Abstract Back ground Eribulin is an anticancer agent derived from halichondrins acts at the level of microtubules but the site is different from that of taxanes. EMBRACE trial showed that even after several lines of chemotherapy in MBC, eribulin offered survival advantage against treatment of physician’s choice with a more better effect in triple negative breast cancers. Cost and neutropenia are the chief limitations of eribulin therapy, thereby restricting usage in resource limited settings. Methods From a tertiary care charitable cancer institution of Eastern India from Jan 2017 to Feb 2019, 26 patients with MBC received Eribulin. 10 patients were triple negative, 3 were triple positive, rest were hormone receptor positive. ECOG PS ranged from 0-1 and all patients had extensive visceral involvement mandating chemotherapy. 3 patients received concomitant Trastuzumab. Results The median number of cycles administered were 8 (d1 and d8). 21 patients completed 6 cycles. Interval radiological assessment as per RECIST revealed PR in 4 patients, PD in 5 patients, SD in 17 patients with CR none.

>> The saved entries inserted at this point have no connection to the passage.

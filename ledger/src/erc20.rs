//! ERC20 token calls: balances, allowances, approvals and payouts.

use fairroll_crypto::{decode_uint_word, encode_call};
use fairroll_types::{Address, TokenAmount, TxHash};
use tracing::{info, warn};

use crate::{wait_for_confirmations, ConfirmPolicy, GasConfig, LedgerClient, LedgerError, TxReceipt, TxRequest};

const BALANCE_OF: &str = "balanceOf(address)";
const ALLOWANCE: &str = "allowance(address,address)";
const APPROVE: &str = "approve(address,uint256)";
const TRANSFER: &str = "transfer(address,uint256)";

/// A token contract reached through a ledger.
pub struct Erc20<'a, L> {
    ledger: &'a L,
    token: Address,
}

impl<'a, L: LedgerClient> Erc20<'a, L> {
    pub fn new(ledger: &'a L, token: Address) -> Self {
        Self { ledger, token }
    }

    pub fn address(&self) -> Address {
        self.token
    }

    async fn read_uint(&self, data: Vec<u8>) -> Result<TokenAmount, LedgerError> {
        let out = self.ledger.call(&self.token, &data).await?;
        Ok(TokenAmount::from_base_units(decode_uint_word(&out)?))
    }

    pub async fn balance_of(&self, owner: &Address) -> Result<TokenAmount, LedgerError> {
        self.read_uint(encode_call(BALANCE_OF, &[owner.to_word()])).await
    }

    /// How much `spender` may still move out of `owner`'s balance.
    pub async fn allowance(
        &self,
        owner: &Address,
        spender: &Address,
    ) -> Result<TokenAmount, LedgerError> {
        self.read_uint(encode_call(ALLOWANCE, &[owner.to_word(), spender.to_word()]))
            .await
    }

    /// Submit `approve(spender, amount)` from `from`.
    pub async fn approve(
        &self,
        from: &Address,
        spender: &Address,
        amount: &TokenAmount,
        gas: &GasConfig,
    ) -> Result<TxHash, LedgerError> {
        let data = encode_call(APPROVE, &[spender.to_word(), amount.base_units().to_be_bytes32()?]);
        let tx = self.send(from, data, gas).await?;
        info!(%tx, %spender, %amount, "approve submitted");
        Ok(tx)
    }

    /// Submit `transfer(to, amount)` from `from`, e.g. a payout.
    pub async fn transfer(
        &self,
        from: &Address,
        to: &Address,
        amount: &TokenAmount,
        gas: &GasConfig,
    ) -> Result<TxHash, LedgerError> {
        let data = encode_call(TRANSFER, &[to.to_word(), amount.base_units().to_be_bytes32()?]);
        let tx = self.send(from, data, gas).await?;
        info!(%tx, %to, %amount, "transfer submitted");
        Ok(tx)
    }

    /// Make sure `spender` may move at least `amount` of `from`'s tokens.
    ///
    /// A non-zero allowance below `amount` is first reset to zero, since some
    /// tokens refuse to change one non-zero allowance into another. Each
    /// approval is waited on before the next step. Returns the receipts of
    /// the approvals issued, which is empty if the allowance already suffices.
    pub async fn approve_safe(
        &self,
        from: &Address,
        spender: &Address,
        amount: &TokenAmount,
        gas: &GasConfig,
        policy: &ConfirmPolicy,
    ) -> Result<Vec<TxReceipt>, LedgerError> {
        let current = self.allowance(from, spender).await?;
        let mut receipts = Vec::new();
        if current >= *amount {
            return Ok(receipts);
        }

        if !current.is_zero() {
            warn!(%spender, %current, %amount, "resetting allowance before raising it");
            let tx = self.approve(from, spender, &TokenAmount::zero(), gas).await?;
            receipts.push(wait_for_confirmations(self.ledger, &tx, policy).await?);
        }

        let tx = self.approve(from, spender, amount, gas).await?;
        receipts.push(wait_for_confirmations(self.ledger, &tx, policy).await?);
        Ok(receipts)
    }

    async fn send(&self, from: &Address, data: Vec<u8>, gas: &GasConfig) -> Result<TxHash, LedgerError> {
        if from.is_zero() {
            return Err(LedgerError::MissingAddress("sender"));
        }
        let request = TxRequest::call(*from, self.token, data).with_gas(gas);
        self.ledger.send_transaction(&request).await
    }
}
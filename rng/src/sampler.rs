//! Signature bytes and ordered ranges in, one unbiased integer per range out.
//!
//! For the range at index `i` with `span = hi - lo + 1`:
//!
//! 1. `r = keccak256(sig ‖ uint256(i))`, read as a 256-bit integer.
//! 2. While `r >= floor(2^255 / span) * span`, set `r = keccak256(r)`.
//! 3. The draw is `lo + r mod span`.
//!
//! The acceptance zone is an exact multiple of `span`, so every residue is
//! equally likely. A single-value range returns `lo` without hashing and an
//! inverted range is swapped.

use fairroll_crypto::{keccak256, solidity_sha3};
use fairroll_types::{Draw, DrawBatch, EncodingError, RangeSpec, Signature, TypedValue, Uint, H256};
use tracing::debug;

use crate::SamplerError;

/// Byte length of the signature source the sampler accepts.
pub const SOURCE_LEN: usize = 32;

/// Largest span the sampler accepts, as a power of two.
const MAX_SPAN_BITS: u32 = 255;

/// Derive one draw per range from a 32-byte signature source.
///
/// Draws are index-aligned with `ranges`. Fails if `signature` is not exactly
/// 32 bytes or any span exceeds 2^255.
pub fn derive_draws(signature: &[u8], ranges: &[RangeSpec]) -> Result<DrawBatch, SamplerError> {
    if signature.len() != SOURCE_LEN {
        return Err(EncodingError::InvalidLength {
            kind: "signature",
            expected: SOURCE_LEN,
            got: signature.len(),
        }
        .into());
    }
    ranges
        .iter()
        .enumerate()
        .map(|(index, range)| draw_one(signature, index, range))
        .collect()
}

/// Derive draws from a full 65-byte recoverable signature.
///
/// The signature is first compressed to 32 bytes with [`signature_source`].
pub fn derive_draws_from_signature(
    signature: &Signature,
    ranges: &[RangeSpec],
) -> Result<DrawBatch, SamplerError> {
    let source = signature_source(signature)?;
    derive_draws(source.as_bytes(), ranges)
}

/// `keccak256(signature)` over the packed `bytes` encoding.
pub fn signature_source(signature: &Signature) -> Result<H256, SamplerError> {
    Ok(solidity_sha3(&[TypedValue::bytes(signature.as_bytes().to_vec())])?)
}

/// `floor(2^255 / span) * span`: values of `r` below this are accepted.
pub fn acceptance_threshold(span: &Uint) -> Result<Uint, SamplerError> {
    let limit = Uint::pow2(MAX_SPAN_BITS);
    if span.is_zero() || span > &limit {
        return Err(SamplerError::RangeOverflow { span: span.clone() });
    }
    Ok(&(&limit / span) * span)
}

fn draw_one(signature: &[u8], index: usize, range: &RangeSpec) -> Result<Draw, SamplerError> {
    let range = range.normalized();
    if range.is_degenerate() {
        return Ok(range.lo);
    }

    let span = range.span();
    let threshold = acceptance_threshold(&span)?;

    let mut digest = solidity_sha3(&[TypedValue::bytes32(signature), TypedValue::uint(index)])?;
    let mut r = digest.to_uint();
    let mut rehashes = 0u32;
    while r >= threshold {
        digest = H256::new(keccak256(digest.as_bytes()));
        r = digest.to_uint();
        rehashes += 1;
    }

    let draw = &range.lo + &(&r % &span);
    debug!(index, %span, rehashes, %draw, "drew value");
    Ok(draw)
}
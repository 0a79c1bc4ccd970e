//! Inclusive draw ranges and the batches drawn from them.

use serde::{Deserialize, Serialize};
use std::fmt;
use std::str::FromStr;

use crate::{EncodingError, Uint};

/// An inclusive `[lo, hi]` range. `lo > hi` is accepted and treated as the
/// swapped range.
#[derive(Clone, Debug, PartialEq, Eq, Hash, Serialize, Deserialize)]
pub struct RangeSpec {
    pub lo: Uint,
    pub hi: Uint,
}

impl RangeSpec {
    pub fn new(lo: impl Into<Uint>, hi: impl Into<Uint>) -> Self {
        Self {
            lo: lo.into(),
            hi: hi.into(),
        }
    }

    /// The same range with `lo <= hi`.
    pub fn normalized(&self) -> Self {
        if self.lo > self.hi {
            Self {
                lo: self.hi.clone(),
                hi: self.lo.clone(),
            }
        } else {
            self.clone()
        }
    }

    pub fn is_degenerate(&self) -> bool {
        self.lo == self.hi
    }

    /// Number of integers in the range: `hi - lo + 1` after normalization.
    pub fn span(&self) -> Uint {
        let n = self.normalized();
        &(&n.hi - &n.lo) + 1
    }

    pub fn contains(&self, value: &Uint) -> bool {
        let n = self.normalized();
        &n.lo <= value && value <= &n.hi
    }
}

impl From<(u64, u64)> for RangeSpec {
    fn from((lo, hi): (u64, u64)) -> Self {
        Self::new(lo, hi)
    }
}

/// Parses `lo:hi`, each side decimal or `0x`-hex.
impl FromStr for RangeSpec {
    type Err = EncodingError;
    fn from_str(s: &str) -> Result<Self, Self::Err> {
        let (lo, hi) = s
            .split_once(':')
            .ok_or_else(|| EncodingError::InvalidRange(format!("expected lo:hi, got {s:?}")))?;
        Ok(Self {
            lo: Uint::parse(lo)?,
            hi: Uint::parse(hi)?,
        })
    }
}

impl fmt::Display for RangeSpec {
    fn fmt(&self, f: &mut fmt::Formatter<'_>) -> fmt::Result {
        write!(f, "[{}, {}]", self.lo, self.hi)
    }
}

/// One drawn integer.
pub type Draw = Uint;

/// Draws for one round, index-aligned with the ranges they were drawn from.
#[derive(Clone, Debug, Default, PartialEq, Eq, Serialize, Deserialize)]
#[serde(transparent)]
pub struct DrawBatch(Vec<Draw>);

impl DrawBatch {
    pub fn new(draws: Vec<Draw>) -> Self {
        Self(draws)
    }

    pub fn as_slice(&self) -> &[Draw] {
        &self.0
    }

    pub fn len(&self) -> usize {
        self.0.len()
    }

    pub fn is_empty(&self) -> bool {
        self.0.is_empty()
    }

    pub fn get(&self, index: usize) -> Option<&Draw> {
        self.0.get(index)
    }

    pub fn iter(&self) -> std::slice::Iter<'_, Draw> {
        self.0.iter()
    }

    pub fn into_vec(self) -> Vec<Draw> {
        self.0
    }

    /// Narrow every draw to `u64`, or `None` if any does not fit.
    pub fn to_u64_vec(&self) -> Option<Vec<u64>> {
        self.0.iter().map(Uint::to_u64).collect()
    }
}

impl IntoIterator for DrawBatch {
    type Item = Draw;
    type IntoIter = std::vec::IntoIter<Draw>;
    fn into_iter(self) -> Self::IntoIter {
        self.0.into_iter()
    }
}

impl<'a> IntoIterator for &'a DrawBatch {
    type Item = &'a Draw;
    type IntoIter = std::slice::Iter<'a, Draw>;
    fn into_iter(self) -> Self::IntoIter {
        self.0.iter()
    }
}

impl FromIterator<Draw> for DrawBatch {
    fn from_iter<I: IntoIterator<Item = Draw>>(iter: I) -> Self {
        Self(iter.into_iter().collect())
    }
}
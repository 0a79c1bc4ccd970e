//! Key-holding identities.
//!
//! Anything that can sign a digest and name its own address can stand in for
//! the player or bankroller key: a local key, a hardware wallet, a remote
//! signer. Callers pass an identity explicitly; nothing holds a global account.

use fairroll_types::{Address, PrivateKey, Signature, H256};

use crate::keys::{address_from_private, generate_private_key};
use crate::sign::sign_hash;
use crate::CryptoError;

/// A signer with a stable address.
pub trait Identity: Send + Sync {
    /// The address that signatures from this identity recover to.
    fn address(&self) -> Address;

    /// Sign a 32-byte digest.
    fn sign_digest(&self, digest: &H256) -> Result<Signature, CryptoError>;
}

/// An identity backed by an in-memory private key.
pub struct LocalIdentity {
    key: PrivateKey,
    address: Address,
}

impl LocalIdentity {
    pub fn new(key: PrivateKey) -> Result<Self, CryptoError> {
        let address = address_from_private(&key)?;
        Ok(Self { key, address })
    }

    pub fn from_hex(s: &str) -> Result<Self, CryptoError> {
        Self::new(PrivateKey::from_hex(s)?)
    }

    /// A fresh random identity.
    pub fn generate() -> Result<Self, CryptoError> {
        Self::new(generate_private_key()?)
    }
}

impl Identity for LocalIdentity {
    fn address(&self) -> Address {
        self.address
    }

    fn sign_digest(&self, digest: &H256) -> Result<Signature, CryptoError> {
        sign_hash(digest, &self.key)
    }
}

impl std::fmt::Debug for LocalIdentity {
    fn fmt(&self, f: &mut std::fmt::Formatter<'_>) -> std::fmt::Result {
        f.debug_struct("LocalIdentity")
            .field("address", &self.address)
            .finish_non_exhaustive()
    }
}
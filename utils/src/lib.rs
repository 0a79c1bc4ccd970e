//! Shared utilities for fairroll.

pub mod hex;
pub mod logging;
pub mod time;

pub use hex::{add_0x, ZERO_X};
pub use logging::{init_logging, LogFormat};
pub use time::{format_elapsed, now_millis};
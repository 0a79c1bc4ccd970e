//! Nullable infrastructure for deterministic testing.
//!
//! The ledger and the seed source are abstracted behind traits. This crate
//! provides test-friendly implementations that:
//! - Return deterministic values
//! - Can be controlled programmatically
//! - Never touch the network or the OS random source
//!
//! Usage: swap real implementations for nullables in tests.

pub mod ledger;
pub mod random;

pub use ledger::NullLedger;
pub use random::NullSeedSource;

Filgrastim was given on day 2,3 and again repeated on day 8,9. None of the patients developed febrile neutropenia. Delay in cycle interval was noted in 3 patients, but none beyond 7 days. There were no incidence of peripheral neuropathy. 5 patients got this drug after anthracycline and taxane progression, while remaining patients got either after capecitabine or navelbine or both. Interestingly, line of therapy did not modify the response, nor did the receptor statu. Quality of life was better during treatment with eribulin compared to the QOL experienced during any of the previous therapy. Conclusion Considering ease of administration, no hypersensitivity issues, good safety profile, beneficial clinical response and maintenance of good QOL, this drug can be considered as a very suitable third line after taxane and anthracycline failure in MBC, with cost remaining the main challenge.